Friday, 15 December 2017
Confessions of a Shopaholic
Written by Sandra Fitzpatrick   
Thursday, 19 February 2009 00:00

ThumbnailBased on the best-selling novels by Sophie Kinsella Confessions of a Shopaholic has been much anticipated by hoards of Choo worshipping women (Jimmy Choo that is). I don’t know about the books but the film adaptation is a lot like shopping at a clearance sale – you might get that one fabulous item, but it requires some digging to find amidst the clutter of leftover junk. In the case of this movie Isla Fisher is the fabulous find and the junk is pretty much everything else.


Ever since she was a little girl Rebecca Bloomwood (Fisher) has been obsessed with shopping. Buying new things makes her feel beautiful and at peace with the world – even if that feeling is just temporary and she has to come home to a stack of credit card bills. The fact of the matter is that she is addicted, and easily seduced by window displays. In several scenes she imagines the willowy window mannequins actually beckoning or speaking to her, coercing her to come in and spend. I thought these scenes were pretty darn creepy and would certainly do nothing to get me into the store. I’d probably run screaming to the nearest psychiatrist’s office… but I am not Rebecca Bloomwood.

Her dream is to work as a journalist for the biggest fashion magazine in New York but to do that she has to start from the bottom. In this case the bottom is an intellectual finance-magazine completely beyond the scope of someone who would thinks “saving money” means buying a Marc Jacobs dress just because it has a sale tag.

Through a series of flukes she winds up with the job, and the super-cute Brit boss (Hugh Dancy) who sees potential that even she is oblivious to. Her first column is a smash and she becomes a household name as “The Girl in the Green Scarf”, writing articles that put money-matters into terms the average consumer can relate to. You can pretty much guess what happens next. Gal gets famous, gal gets new clothes, gal gets bills, gal gets caught, gal learns lesson, and gal’s dreams come true.

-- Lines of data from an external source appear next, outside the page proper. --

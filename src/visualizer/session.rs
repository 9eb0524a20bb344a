//! Per-session context tying capture, analysis and the loudness state together.

use std::time::Duration;

use crate::capture::{CaptureError, FrequencyAnalyser, MicrophoneCapture, SampleSource};
use crate::config::{MicwaveConfig, VisualConfig};

use super::pipeline::tick;
use super::volume::LoudnessState;
use super::waveform::{CanvasGeometry, WaveFrame};

/// Everything one capture session owns.
///
/// Created once acquisition succeeds and dropped when the visualizer exits.
/// Restarting capture means building a new session.
pub struct VisualizerSession<S: SampleSource> {
    source: S,
    analyser: FrequencyAnalyser,
    samples: Vec<f32>,
    snapshot: Vec<u8>,
    loudness: LoudnessState,
    sensitivity: f32,
}

impl<S: SampleSource> VisualizerSession<S> {
    pub fn new(source: S, analyser: FrequencyAnalyser, visual: &VisualConfig) -> Self {
        let bins = analyser.bin_count();
        Self {
            source,
            samples: Vec::with_capacity(analyser.settings().fft_size),
            snapshot: vec![0u8; bins],
            analyser,
            loudness: LoudnessState::new(visual.smoothing_decay),
            sensitivity: visual.sensitivity,
        }
    }

    /// Refreshes the snapshot in place and renders the frame for `now`.
    pub fn frame(&mut self, canvas: CanvasGeometry, now: Duration) -> WaveFrame {
        self.source.latest(&mut self.samples);
        self.analyser
            .fill_byte_frequency_data(&self.samples, &mut self.snapshot);

        let (loudness, frame) = tick(&self.snapshot, self.loudness, self.sensitivity, canvas, now);
        self.loudness = loudness;
        frame
    }

    /// Current smoothed loudness in `[0, 255]`.
    pub fn loudness(&self) -> f32 {
        self.loudness.value()
    }
}

impl VisualizerSession<MicrophoneCapture> {
    /// Acquires the configured microphone and builds the session around it.
    ///
    /// # Errors
    /// - If the analyser settings are invalid
    /// - If the microphone cannot be opened
    pub async fn acquire(config: &MicwaveConfig) -> Result<Self, CaptureError> {
        let analyser = FrequencyAnalyser::new(config.audio.analyser.clone())?;
        let capture =
            MicrophoneCapture::acquire(&config.audio.device, analyser.settings().fft_size).await?;

        tracing::info!(
            "Session started: device={}, {}Hz, {} bins, sensitivity={}",
            capture.device_name(),
            capture.sample_rate(),
            analyser.bin_count(),
            config.visual.sensitivity
        );

        Ok(Self::new(capture, analyser, &config.visual))
    }
}

#[cfg(test)]
mod tests {
    use super::*;
    use crate::capture::AnalyserSettings;
    use crate::visualizer::waveform::RenderState;
    use std::f32::consts::PI;

    struct FixedSource(Vec<f32>);

    impl SampleSource for FixedSource {
        fn latest(&self, out: &mut Vec<f32>) {
            out.clear();
            out.extend_from_slice(&self.0);
        }
    }

    fn session(samples: Vec<f32>) -> VisualizerSession<FixedSource> {
        let analyser = FrequencyAnalyser::new(AnalyserSettings::default()).unwrap();
        VisualizerSession::new(FixedSource(samples), analyser, &VisualConfig::default())
    }

    const CANVAS: CanvasGeometry = CanvasGeometry {
        width: 200.0,
        height: 100.0,
    };

    #[test]
    fn test_silent_source_stays_idle() {
        let mut session = session(vec![0.0; 256]);
        for ms in 0..30 {
            let frame = session.frame(CANVAS, Duration::from_millis(ms * 16));
            assert_eq!(frame.state, RenderState::Idle);
        }
        assert_eq!(session.loudness(), 0.0);
    }

    #[test]
    fn test_loud_tone_becomes_active() {
        let tone: Vec<f32> = (0..256)
            .map(|n| 0.8 * (2.0 * PI * 16.0 * n as f32 / 256.0).sin())
            .collect();
        let mut session = session(tone);

        let mut last = None;
        for ms in 0..60 {
            last = Some(session.frame(CANVAS, Duration::from_millis(ms * 16)));
        }

        assert!(session.loudness() >= 10.0);
        assert_eq!(last.unwrap().state, RenderState::Active);
    }
}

ThumbnailIf only life could follow such a nice path of fantasy! Of course along the way there is a fair share of silly moments, crazy fashions, and highly annoying supporting characters. John Goodman and Joan Cusack are embarrassingly underused as Rebecca’s thrifty parents. Overused is Krysten Ritter who plays best-friend “Suze”. You might recognize her from recent Gilmore Girls episodes and she is exactly the same character here. She annoys me because she basically “play-acts” all of her scenes with over-the-top expressions and mugging for the camera.

Confessions of a Shopaholic wishes it had the cleverness of Sex and the City but journalism aside Rebecca Bloomwood is no Carrie Bradshaw. Despite the obvious charms and talents of Isla Fisher, this movie is the intellectual equivalent of a Fluffer-Nutter Sandwich.